*YOUR INSTRUCTIONS*:
All lines from the entries below that contain the string "ConfigError" should be copied out.

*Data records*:

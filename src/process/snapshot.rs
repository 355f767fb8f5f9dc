//! Process enumeration via the ToolHelp32 snapshot API

use crate::core::types::{MemoryError, MemoryResult};
use std::mem;
use winapi::shared::minwindef::FALSE;
use winapi::um::handleapi::{CloseHandle, INVALID_HANDLE_VALUE};
use winapi::um::tlhelp32::{
    CreateToolhelp32Snapshot, Process32First, Process32Next, PROCESSENTRY32, TH32CS_SNAPPROCESS,
};
use winapi::um::winnt::HANDLE;

/// One entry from a process snapshot.
#[derive(Debug, Clone)]
pub struct ProcessEntry {
    pub pid: u32,
    /// Executable base file name as reported by the snapshot
    pub exe_file: String,
}

/// Iterator over a point-in-time snapshot of all running processes.
pub struct ProcessSnapshot {
    snapshot: HANDLE,
    first_called: bool,
}

impl ProcessSnapshot {
    pub fn new() -> MemoryResult<Self> {
        let snapshot = unsafe { CreateToolhelp32Snapshot(TH32CS_SNAPPROCESS, 0) };
        if snapshot.is_null() || snapshot == INVALID_HANDLE_VALUE {
            return Err(MemoryError::SnapshotFailed {
                message: windows::core::Error::from_win32().message().to_string(),
            });
        }
        Ok(ProcessSnapshot {
            snapshot,
            first_called: false,
        })
    }

    fn next_entry(&mut self) -> Option<ProcessEntry> {
        unsafe {
            let mut entry: PROCESSENTRY32 = mem::zeroed();
            entry.dwSize = mem::size_of::<PROCESSENTRY32>() as u32;

            let success = if !self.first_called {
                self.first_called = true;
                Process32First(self.snapshot, &mut entry)
            } else {
                Process32Next(self.snapshot, &mut entry)
            };

            if success == FALSE {
                return None;
            }

            let exe_file = {
                let bytes = &entry.szExeFile;
                let null_pos = bytes.iter().position(|&c| c == 0).unwrap_or(bytes.len());
                let raw: Vec<u8> = bytes[..null_pos].iter().map(|&c| c as u8).collect();
                String::from_utf8_lossy(&raw).into_owned()
            };

            Some(ProcessEntry {
                pid: entry.th32ProcessID,
                exe_file,
            })
        }
    }
}

impl Iterator for ProcessSnapshot {
    type Item = ProcessEntry;

    fn next(&mut self) -> Option<Self::Item> {
        self.next_entry()
    }
}

impl Drop for ProcessSnapshot {
    fn drop(&mut self) {
        if !self.snapshot.is_null() && self.snapshot != INVALID_HANDLE_VALUE {
            unsafe {
                let _ = CloseHandle(self.snapshot);
            }
        }
    }
}

/// Finds the first snapshot entry whose executable file name equals `name`
/// exactly (case-sensitive, no path, no extension normalization).
///
/// When several processes share the name, the first one in platform
/// iteration order wins; that order is not deterministic across runs.
pub fn find_process_exact(name: &str) -> MemoryResult<Option<ProcessEntry>> {
    Ok(ProcessSnapshot::new()?.find(|entry| entry.exe_file == name))
}
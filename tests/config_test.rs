//! Configuration loading and offset-table defaults

use memsonar::{ConfigError, SonarConfig};
use pretty_assertions::assert_eq;
use std::io::Write;

#[test]
fn load_from_file() {
    let mut file = tempfile::NamedTempFile::new().unwrap();
    write!(
        file,
        r#"
        process_name = "game.exe"
        window_title = "Game Window"
        engine_module = "core.dll"

        [offsets]
        entity_list = 0x1000
        max_entities = 16
        "#
    )
    .unwrap();

    let config = SonarConfig::load(file.path()).unwrap();
    assert_eq!(config.process_name, "game.exe");
    assert_eq!(config.window_title.as_deref(), Some("Game Window"));
    assert_eq!(config.engine_module, "core.dll");
    assert_eq!(config.offsets.entity_list, 0x1000);
    assert_eq!(config.offsets.max_entities, 16);
    // Fields absent from the file keep the builtin values
    assert_eq!(config.offsets.entity_stride, 0x10);
    assert_eq!(config.client_module, "client_panorama.dll");
}

#[test]
fn missing_file_is_an_error() {
    let err = SonarConfig::load("no/such/config.toml").unwrap_err();
    assert!(matches!(err, ConfigError::FileNotFound(_)));
}

#[test]
fn load_or_default_falls_back() {
    let config = SonarConfig::load_or_default("no/such/config.toml");
    assert_eq!(config.process_name, "csgo.exe");
    assert_eq!(config.offsets.max_entities, 64);
}

#[test]
fn malformed_file_falls_back_in_load_or_default() {
    let mut file = tempfile::NamedTempFile::new().unwrap();
    write!(file, "process_name = [broken").unwrap();

    let strict = SonarConfig::load(file.path());
    assert!(matches!(strict, Err(ConfigError::TomlParse(_))));

    let lenient = SonarConfig::load_or_default(file.path());
    assert_eq!(lenient.process_name, "csgo.exe");
}
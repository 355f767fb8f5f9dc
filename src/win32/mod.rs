//! Thin safe wrappers over the raw Windows API surface

pub mod kernel32;
pub mod strings;

use crate::core::types::MemoryError;

/// Captures the calling thread's last platform error for `call`.
pub fn last_error(call: &'static str) -> MemoryError {
    MemoryError::system_call(call, windows::core::Error::from_win32().message())
}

*SOLVED EXERCISE*:
use memsonar::{ConfigError, SonarConfig};
    assert!(matches!(err, ConfigError::FileNotFound(_)));
    assert!(matches!(strict, Err(ConfigError::TomlParse(_))));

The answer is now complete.